Exercise prompt → Answer with a single number: the count of lines below that hold "whose".

(Collected data)

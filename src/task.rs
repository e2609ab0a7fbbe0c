//! Task data structure and its state rules.
//!
//! This module defines the `Task` entity: an identified record whose setters
//! validate before assigning, whose status and progress move together, and
//! whose identity is its id alone.

use std::hash::{Hash, Hasher};

use chrono::{DateTime, Duration, Local, NaiveDate, Utc};
use serde::{Deserialize, Serialize};
use uuid::Uuid;

use crate::error::{ValidationError, MAX_DESCRIPTION_LEN, MAX_PROGRESS, MAX_TITLE_LEN};
use crate::fields::{Category, Priority, Status};

/// A single unit of work.
///
/// Fields are private so every write goes through a setter that validates
/// and refreshes `updated_at`. Equality and hashing only look at the id.
#[derive(Debug, Clone, Serialize, Deserialize)]
#[serde(rename_all = "camelCase")]
pub struct Task {
    id: String,
    title: String,
    #[serde(default, skip_serializing_if = "Option::is_none")]
    description: Option<String>,
    #[serde(default)]
    priority: Priority,
    #[serde(default)]
    status: Status,
    #[serde(default, skip_serializing_if = "Option::is_none")]
    category: Option<Category>,
    created_at: DateTime<Utc>,
    updated_at: DateTime<Utc>,
    #[serde(default, skip_serializing_if = "Option::is_none")]
    due_date: Option<NaiveDate>,
    #[serde(default, skip_serializing_if = "Option::is_none")]
    completed_at: Option<DateTime<Utc>>,
    #[serde(default, skip_serializing_if = "Option::is_none")]
    estimated_hours: Option<i32>,
    #[serde(default, skip_serializing_if = "Vec::is_empty")]
    tags: Vec<String>,
    #[serde(default, skip_serializing_if = "Option::is_none")]
    assigned_to: Option<String>,
    #[serde(default, skip_serializing_if = "Option::is_none")]
    project_id: Option<String>,
    #[serde(default)]
    progress_percentage: u8,
    #[serde(default, skip_serializing_if = "Option::is_none")]
    notes: Option<String>,
}

impl Task {
    /// Create a pending, medium-priority task with a fresh id.
    pub fn new(title: impl Into<String>) -> Result<Self, ValidationError> {
        let title = title.into();
        validate_title(&title)?;
        let now = Utc::now();
        Ok(Task {
            id: Uuid::new_v4().to_string(),
            title,
            description: None,
            priority: Priority::default(),
            status: Status::default(),
            category: None,
            created_at: now,
            updated_at: now,
            due_date: None,
            completed_at: None,
            estimated_hours: None,
            tags: Vec::new(),
            assigned_to: None,
            project_id: None,
            progress_percentage: 0,
            notes: None,
        })
    }

    pub fn id(&self) -> &str {
        &self.id
    }

    pub fn title(&self) -> &str {
        &self.title
    }

    pub fn description(&self) -> Option<&str> {
        self.description.as_deref()
    }

    pub fn priority(&self) -> Priority {
        self.priority
    }

    pub fn status(&self) -> Status {
        self.status
    }

    pub fn category(&self) -> Option<Category> {
        self.category
    }

    pub fn created_at(&self) -> DateTime<Utc> {
        self.created_at
    }

    pub fn updated_at(&self) -> DateTime<Utc> {
        self.updated_at
    }

    pub fn due_date(&self) -> Option<NaiveDate> {
        self.due_date
    }

    pub fn completed_at(&self) -> Option<DateTime<Utc>> {
        self.completed_at
    }

    pub fn tags(&self) -> &[String] {
        &self.tags
    }

    pub fn estimated_hours(&self) -> Option<i32> {
        self.estimated_hours
    }

    pub fn assigned_to(&self) -> Option<&str> {
        self.assigned_to.as_deref()
    }

    pub fn project_id(&self) -> Option<&str> {
        self.project_id.as_deref()
    }

    /// Completion percentage, 0 to 100.
    pub fn progress(&self) -> u8 {
        self.progress_percentage
    }

    pub fn notes(&self) -> Option<&str> {
        self.notes.as_deref()
    }

    pub fn set_title(&mut self, title: impl Into<String>) -> Result<(), ValidationError> {
        let title = title.into();
        validate_title(&title)?;
        self.title = title;
        self.touch();
        Ok(())
    }

    /// Set or clear (`None`) the description.
    pub fn set_description(&mut self, description: Option<String>) -> Result<(), ValidationError> {
        if let Some(d) = &description {
            validate_description(d)?;
        }
        self.description = description;
        self.touch();
        Ok(())
    }

    pub fn set_priority(&mut self, priority: Priority) {
        self.priority = priority;
        self.touch();
    }

    pub fn set_category(&mut self, category: Option<Category>) {
        self.category = category;
        self.touch();
    }

    pub fn set_due_date(&mut self, due_date: Option<NaiveDate>) {
        self.due_date = due_date;
        self.touch();
    }

    /// Assign a status. Completing stamps `completed_at` and sets progress
    /// to 100, cancelling clears `completed_at`, any other status leaves both
    /// alone.
    pub fn set_status(&mut self, status: Status) {
        self.status = status;
        self.touch();
        match status {
            Status::Completed => {
                self.completed_at = Some(self.updated_at);
                self.progress_percentage = MAX_PROGRESS;
            }
            Status::Cancelled => self.completed_at = None,
            Status::Pending | Status::InProgress => {}
        }
    }

    /// Set progress. Reaching 100 completes the task; any progress moves a
    /// pending task to in progress.
    pub fn set_progress(&mut self, progress: u8) -> Result<(), ValidationError> {
        if progress > MAX_PROGRESS {
            return Err(ValidationError::ProgressOutOfRange { value: progress, max: MAX_PROGRESS });
        }
        self.progress_percentage = progress;
        self.touch();
        if progress == MAX_PROGRESS && self.status != Status::Completed {
            self.set_status(Status::Completed);
        } else if progress > 0 && self.status == Status::Pending {
            self.set_status(Status::InProgress);
        }
        Ok(())
    }

    /// Set or clear the time estimate in hours.
    pub fn set_estimated_hours(&mut self, hours: Option<i32>) -> Result<(), ValidationError> {
        if let Some(value) = hours.filter(|h| *h < 0) {
            return Err(ValidationError::NegativeEstimate { value });
        }
        self.estimated_hours = hours;
        self.touch();
        Ok(())
    }

    pub fn set_assigned_to(&mut self, assignee: Option<String>) {
        self.assigned_to = assignee;
        self.touch();
    }

    pub fn set_project_id(&mut self, project: Option<String>) {
        self.project_id = project;
        self.touch();
    }

    pub fn set_notes(&mut self, notes: Option<String>) {
        self.notes = notes;
        self.touch();
    }

    pub fn mark_as_completed(&mut self) {
        self.set_status(Status::Completed);
    }

    /// Start the task, bumping untouched progress to 1%.
    pub fn mark_as_in_progress(&mut self) {
        self.set_status(Status::InProgress);
        if self.progress_percentage == 0 {
            self.progress_percentage = 1;
        }
    }

    pub fn is_completed(&self) -> bool {
        self.status == Status::Completed
    }

    /// Past its due date (by local calendar) and not completed.
    pub fn is_overdue(&self) -> bool {
        self.is_overdue_on(Local::now().date_naive())
    }

    pub fn is_overdue_on(&self, today: NaiveDate) -> bool {
        matches!(self.due_date, Some(due) if today > due) && !self.is_completed()
    }

    /// Due within `days` days from today and not completed.
    pub fn is_due_soon(&self, days: i64) -> bool {
        self.is_due_soon_on(Local::now().date_naive(), days)
    }

    pub fn is_due_soon_on(&self, today: NaiveDate, days: i64) -> bool {
        match self.due_date {
            Some(due) => due <= today + Duration::days(days) && !self.is_completed(),
            None => false,
        }
    }

    /// Add a normalised tag. Returns `false` if the tag was blank or already present.
    pub fn add_tag(&mut self, tag: &str) -> bool {
        let tag = normalise_tag(tag);
        if tag.is_empty() || self.tags.contains(&tag) {
            return false;
        }
        self.tags.push(tag);
        self.touch();
        true
    }

    /// Remove a tag (normalised before matching). Returns `false` if absent.
    pub fn remove_tag(&mut self, tag: &str) -> bool {
        let tag = normalise_tag(tag);
        let before = self.tags.len();
        self.tags.retain(|t| *t != tag);
        if self.tags.len() == before {
            return false;
        }
        self.touch();
        true
    }

    fn touch(&mut self) {
        self.updated_at = Utc::now();
    }
}

impl PartialEq for Task {
    fn eq(&self, other: &Self) -> bool {
        self.id == other.id
    }
}

impl Eq for Task {}

impl Hash for Task {
    fn hash<H: Hasher>(&self, state: &mut H) {
        self.id.hash(state);
    }
}

/// Normalize a tag string by trimming, lowercasing, and replacing spaces with hyphens.
pub fn normalise_tag(s: &str) -> String {
    s.trim().to_lowercase().split_whitespace().collect::<Vec<_>>().join("-")
}

fn validate_title(title: &str) -> Result<(), ValidationError> {
    let length = title.chars().count();
    if length > MAX_TITLE_LEN {
        return Err(ValidationError::TitleTooLong { length, max: MAX_TITLE_LEN });
    }
    Ok(())
}

fn validate_description(description: &str) -> Result<(), ValidationError> {
    let length = description.chars().count();
    if length > MAX_DESCRIPTION_LEN {
        return Err(ValidationError::DescriptionTooLong { length, max: MAX_DESCRIPTION_LEN });
    }
    Ok(())
}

Expected answer → 3